C05 — Information Bottleneck Analysis (`57_info_bottleneck.py`)

What it computes. For each layer, computes how much information the residual stream retains about the input ( $I(X; T_\ell)$ ) versus how much it preserves about the output ( $I(T_\ell; Y)$ ), where $X$ is the input token identity and $Y$ is the correct/incorrect binary label. Uses residual-stream activations projected onto the top 10 PCA dimensions, with MI estimated via binned approximation on PCA scores. The result is an information plane: $I(X; T)$ vs $I(T; Y)$ across layers.

Evidence family. Information-theoretic (information plane analysis).

Key metrics.

Metric	Description	Baseline
`mean_circuit_I_T_Y`	Mean $I(T_\ell; Y)$ at layers containing circuit heads	$>$ `mean_non_circuit_I_T_Y`
`mean_non_circuit_I_T_Y`	Mean $I(T_\ell; Y)$ at non-circuit layers	baseline
`info_plane`	Full $I(X; T)$ and $I(T; Y)$ at each layer	for visualization

What it establishes. Circuit-critical layers preserve more task-relevant information ( $I(T; Y)$ ) than non-circuit layers. This is consistent with the information bottleneck principle: the network compresses irrelevant input information while preserving task-relevant structure, and the circuit heads are located at layers where this task-relevant information is highest.

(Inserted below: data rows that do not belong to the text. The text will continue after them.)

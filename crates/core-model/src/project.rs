//! 3D camera and projection types (spec.md §4.9 "Project3DTo2D (optional)").
//!
//! All arithmetic here is single-precision so repeated compilations of the
//! same program are deterministic (spec.md §4.9).

use crate::expr::FieldExprId;
use crate::materialize::{ClipMode, CullMode};
use crate::slot::SlotId;

/// Row-major 4x4 view-projection matrix.
#[derive(Debug, Clone, Copy, PartialEq)]
pub struct Mat4(pub [[f32; 4]; 4]);

impl Mat4 {
    pub const IDENTITY: Mat4 = Mat4([
        [1.0, 0.0, 0.0, 0.0],
        [0.0, 1.0, 0.0, 0.0],
        [0.0, 0.0, 1.0, 0.0],
        [0.0, 0.0, 0.0, 1.0],
    ]);

    /// Multiply a homogeneous point `(x, y, z, 1)` by this matrix, returning
    /// clip-space `(x, y, z, w)`.
    pub fn mul_point(&self, x: f32, y: f32, z: f32) -> [f32; 4] {
        let m = &self.0;
        let mut out = [0f32; 4];
        let p = [x, y, z, 1.0];
        for (row, out_val) in m.iter().zip(out.iter_mut()) {
            *out_val = row[0] * p[0] + row[1] * p[1] + row[2] * p[2] + row[3] * p[3];
        }
        out
    }
}

#[derive(Debug, Clone, Copy, PartialEq)]
pub struct Camera {
    pub view_projection: Mat4,
}

#[derive(Debug, Clone, Copy, PartialEq)]
pub struct Vec3 {
    pub x: f32,
    pub y: f32,
    pub z: f32,
}

/// Configuration for a `Project3DTo2D` step.
///
/// Only world-space position feeds the projection math here: the step
/// produces a 2D *point* instance batch, not oriented meshes, so rotation
/// and scale (relevant to per-vertex mesh transforms under
/// `MeshMaterialize`) don't apply.
#[derive(Debug, Clone, Copy)]
pub struct ProjectConfig {
    pub domain_slot: SlotId,
    pub camera_slot: SlotId,
    pub pos_x: FieldExprId,
    pub pos_y: FieldExprId,
    pub pos_z: FieldExprId,
    pub cull: CullMode,
    pub clip: ClipMode,
    pub sort_by_depth: bool,
    /// Screen dimensions the NDC `[-1, 1]` square maps onto (origin at
    /// center, Y down).
    pub viewport_w: f32,
    pub viewport_h: f32,
    pub out_slot: SlotId,
}

#[derive(Debug, Clone, Copy, Default, PartialEq, Eq)]
pub struct ProjectCounters {
    pub non_finite: u64,
    pub culled: u64,
}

What it does not establish. That circuit heads are responsible for the high $I(T; Y)$ . The residual stream at a layer reflects all computations up to that point, not just the circuit heads at that layer. The layer-level analysis conflates circuit and non-circuit contributions to the residual stream.

Usage.

uv run python 57_info_bottleneck.py --tasks ioi sva --n-prompts 80

C06 — O-Information (`58_o_information.py`)

What it computes. Computes the O-information (Rosas et al., 2019) of circuit head DLA values, a multivariate measure that captures the overall balance between redundancy and synergy in a set of variables:

\Omega = (n - 2) \cdot H(X_1, \ldots, X_n) + \sum_i H(X_i) - \sum_i H(X_1, \ldots, X_{i-1}, X_{i+1}, \ldots, X_n)

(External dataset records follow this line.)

//! Program ingest validation and host runtime configuration.
//!
//! Two concerns live here, both host-boundary rather than per-frame
//! concerns (spec.md §6, §9 design note "global mutable state -> explicit
//! Runtime State value" — this crate never touches that state, only the
//! inputs that precede it):
//!
//! 1. [`validate_program`] walks a [`CompiledProgram`]'s schedule once at
//!    load time and confirms every step's referenced slots, expression ids
//!    and sub-tables are present, per spec.md §6: "the core validates only
//!    that required sub-tables are present when steps that reference them
//!    are scheduled."
//! 2. [`HostConfig`] parses an optional `animrt.toml`, the non-program
//!    knobs a host legitimately owns (default viewport, a frame-cache
//!    capacity hint, debug-probe sampling).

use std::fs;
use std::path::{Path, PathBuf};

use anyhow::Result;
use serde::Deserialize;

use core_model::{CompiledProgram, RuntimeFault, SlotId, StepId, StepKind};

fn check_slot(program: &CompiledProgram, step: StepId, slot: SlotId) -> Result<(), RuntimeFault> {
    if program.slot_meta(slot).is_none() {
        return Err(RuntimeFault::MissingSlotMeta { step, slot });
    }
    Ok(())
}

/// Validate that every step's referenced slots, expression ids, and
/// sub-tables exist in the program before any frame is ever executed.
/// Mirrors the fatal-programming-error checks [`core_state::ValueStore`]
/// and the evaluators perform per-access, but surfaces them once at load
/// time instead of mid-frame.
pub fn validate_program(program: &CompiledProgram) -> Result<(), RuntimeFault> {
    for step in &program.schedule.steps {
        let id = step.id;
        match &step.kind {
            StepKind::TimeDerive => {}
            StepKind::SignalEval { outputs } => {
                if outputs.is_empty() {
                    continue;
                }
                for (sig_id, slot) in outputs {
                    if program.signal_expr(*sig_id).is_none() {
                        return Err(RuntimeFault::BadSignalExprId(*sig_id));
                    }
                    check_slot(program, id, *slot)?;
                }
            }
            StepKind::NodeEval { inputs, outputs, .. } => {
                for slot in inputs.iter().chain(outputs.iter()) {
                    check_slot(program, id, *slot)?;
                }
            }
            StepKind::BusEval(spec) => {
                for p in &spec.publishers {
                    check_slot(program, id, p.slot)?;
                }
                check_slot(program, id, spec.out_slot)?;
            }
            StepKind::EventBusEval(spec) => {
                for p in &spec.publishers {
                    check_slot(program, id, p.slot)?;
                }
                check_slot(program, id, spec.out_slot)?;
            }
            StepKind::Materialize(spec) => {
                check_slot(program, id, spec.domain_slot)?;
                check_slot(program, id, spec.out_slot)?;
                for f in [spec.x, spec.y, spec.r, spec.g, spec.b, spec.a, spec.size] {
                    if program.field_expr(f).is_none() {
                        return Err(RuntimeFault::BadFieldExprId(f));
                    }
                }
                if let Some(f) = spec.z {
                    if program.field_expr(f).is_none() {
                        return Err(RuntimeFault::BadFieldExprId(f));
                    }
                }
                if let Some(f) = spec.alive {
                    if program.field_expr(f).is_none() {
                        return Err(RuntimeFault::BadFieldExprId(f));
                    }
                }
                if program.field_table.is_empty() {
                    return Err(RuntimeFault::MissingRequiredTable {
                        step: id,
                        kind: "materialize",
                        table: "fieldTable",
                    });
                }
            }
            StepKind::MaterializeColor(spec) => {
                check_slot(program, id, spec.domain_slot)?;
                check_slot(program, id, spec.out_slot)?;
                if program.field_expr(spec.color).is_none() {
                    return Err(RuntimeFault::BadFieldExprId(spec.color));
                }
            }
            StepKind::MaterializePath(spec) => {
                check_slot(program, id, spec.domain_slot)?;
                check_slot(program, id, spec.out_slot)?;
                if program.field_expr(spec.cmd_field).is_none() {
                    return Err(RuntimeFault::BadFieldExprId(spec.cmd_field));
                }
                if program.field_expr(spec.point_field).is_none() {
                    return Err(RuntimeFault::BadFieldExprId(spec.point_field));
                }
            }
            StepKind::MaterializeTestGeometry { domain_slot, out_slot } => {
                check_slot(program, id, *domain_slot)?;
                check_slot(program, id, *out_slot)?;
            }
            StepKind::Project3DTo2D(cfg) => {
                check_slot(program, id, cfg.domain_slot)?;
                check_slot(program, id, cfg.camera_slot)?;
                check_slot(program, id, cfg.out_slot)?;
                for f in [cfg.pos_x, cfg.pos_y, cfg.pos_z] {
                    if program.field_expr(f).is_none() {
                        return Err(RuntimeFault::BadFieldExprId(f));
                    }
                }
            }
            StepKind::CameraEval { out_slot } => check_slot(program, id, *out_slot)?,
            StepKind::MeshMaterialize { mesh_slot, out_slot } => {
                check_slot(program, id, *mesh_slot)?;
                check_slot(program, id, *out_slot)?;
            }
            StepKind::RenderAssemble(spec) => {
                for slot in &spec.pass_slots {
                    check_slot(program, id, *slot)?;
                }
                check_slot(program, id, spec.out_slot)?;
            }
            StepKind::DebugProbe(_) => {}
        }
    }
    check_slot(program, StepId(u32::MAX), program.t_abs_slot)?;
    check_slot(program, StepId(u32::MAX), program.t_model_slot)?;
    check_slot(program, StepId(u32::MAX), program.output.primary_output_slot)?;
    Ok(())
}

#[derive(Debug, Clone, Copy, Deserialize)]
pub struct ViewportConfig {
    #[serde(default = "ViewportConfig::default_w")]
    pub w: u32,
    #[serde(default = "ViewportConfig::default_h")]
    pub h: u32,
    #[serde(default = "ViewportConfig::default_dpr")]
    pub dpr: f32,
}

impl ViewportConfig {
    const fn default_w() -> u32 {
        1280
    }
    const fn default_h() -> u32 {
        720
    }
    const fn default_dpr() -> f32 {
        1.0
    }
}

impl Default for ViewportConfig {
    fn default() -> Self {
        Self {
            w: Self::default_w(),
            h: Self::default_h(),
            dpr: Self::default_dpr(),
        }
    }
}

#[derive(Debug, Clone, Copy, Default, Deserialize)]
pub struct ProbeConfig {
    /// Sample every Nth frame instead of every frame; 0/1 means "every frame".
    #[serde(default)]
    pub sample_every: u32,
}

#[derive(Debug, Clone, Default, Deserialize)]
struct HostConfigFile {
    #[serde(default)]
    viewport: ViewportConfig,
    #[serde(default)]
    probe: ProbeConfig,
    #[serde(default)]
    cache_capacity_hint: Option<usize>,
}

/// Non-program-authored host knobs (spec.md §6 `runtimeCtx`, §9 "ambient
/// configuration"). Unknown TOML keys are ignored so a newer host config can
/// be read by an older core without erroring.
#[derive(Debug, Clone, Default)]
pub struct HostConfig {
    pub viewport: ViewportConfig,
    pub probe: ProbeConfig,
    pub cache_capacity_hint: Option<usize>,
}

impl From<HostConfigFile> for HostConfig {
    fn from(f: HostConfigFile) -> Self {
        Self {
            viewport: f.viewport,
            probe: f.probe,
            cache_capacity_hint: f.cache_capacity_hint,
        }
    }
}

/// Best-effort discovery: prefer `./animrt.toml`, matching the teacher's
/// "local working directory file wins" convention.
pub fn discover() -> PathBuf {
    PathBuf::from("animrt.toml")
}

/// Load host configuration from `path`, or defaults if the file is absent
/// or fails to parse (a malformed host config is a host inconvenience, not
/// a core fault — never block startup over it).
pub fn load_from(path: Option<PathBuf>) -> Result<HostConfig> {
    let path = path.unwrap_or_else(discover);
    let Ok(content) = fs::read_to_string(&path) else {
        return Ok(HostConfig::default());
    };
    match toml::from_str::<HostConfigFile>(&content) {
        Ok(file) => Ok(file.into()),
        Err(e) => {
            tracing::warn!(target: "config", path = %path.display(), error = %e, "animrt_toml_parse_failed_using_defaults");
            Ok(HostConfig::default())
        }
    }
}

pub fn load(path: &Path) -> Result<HostConfig> {
    load_from(Some(path.to_path_buf()))
}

Positive $\Omega$ indicates redundancy-dominated: heads carry overlapping information. Negative $\Omega$ indicates synergy-dominated: heads carry information jointly that no subset carries alone. Compares $\Omega$ for the circuit head set vs random subsets of the same size to test whether the circuit is specifically synergistic or redundant.

Evidence family. Information-theoretic (multivariate redundancy/synergy).

Key metrics.

Metric	Description	Baseline
`omega_circuit`	O-information for circuit heads	compared to random
`omega_random_mean`	Mean O-information for random head subsets of the same size	random baseline
`z_score`	$(\Omega_{\text{circuit}} - \mu_{\text{random}}) / \sigma_{\text{random}}$	significance
`interpretation`	”redundancy” ( $\Omega > 0$ ) or “synergy” ( $\Omega < 0$ )	qualitative

What it establishes. Whether the circuit as a whole is organized around redundancy (fault tolerance, overlapping representations) or synergy (cooperative computation, emergent joint encoding). A $z$ -score substantially different from zero means the circuit’s information structure is non-random — it is specifically more synergistic or redundant than an arbitrary subset of heads.

What it does not establish. Which heads drive the synergy or redundancy. O-information is a summary statistic for the entire set; it does not identify specific synergistic or redundant pairs. Use PID (C04) for pairwise decomposition.

Usage.

uv run python 58_o_information.py --tasks ioi sva --n-prompts 100

C07 — Granger Causality (`56_granger_causality.py`)

What it computes. Treats the sequence of head activations across layers as a “time series” (layer = time). For each pair of circuit heads $h_1$ (layer $L_1$ ) and $h_2$ (layer $L_2$ , $L_2 > L_1$ ), tests whether $h_1$ ‘s DLA Granger-causes $h_2$ ‘s DLA: does adding $h_1$ ‘s DLA improve prediction of $h_2$ ‘s DLA beyond all other circuit heads at earlier layers? Uses an F-test comparing the restricted model (all earlier heads except $h_1$ ) to the full model (restricted + $h_1$ ).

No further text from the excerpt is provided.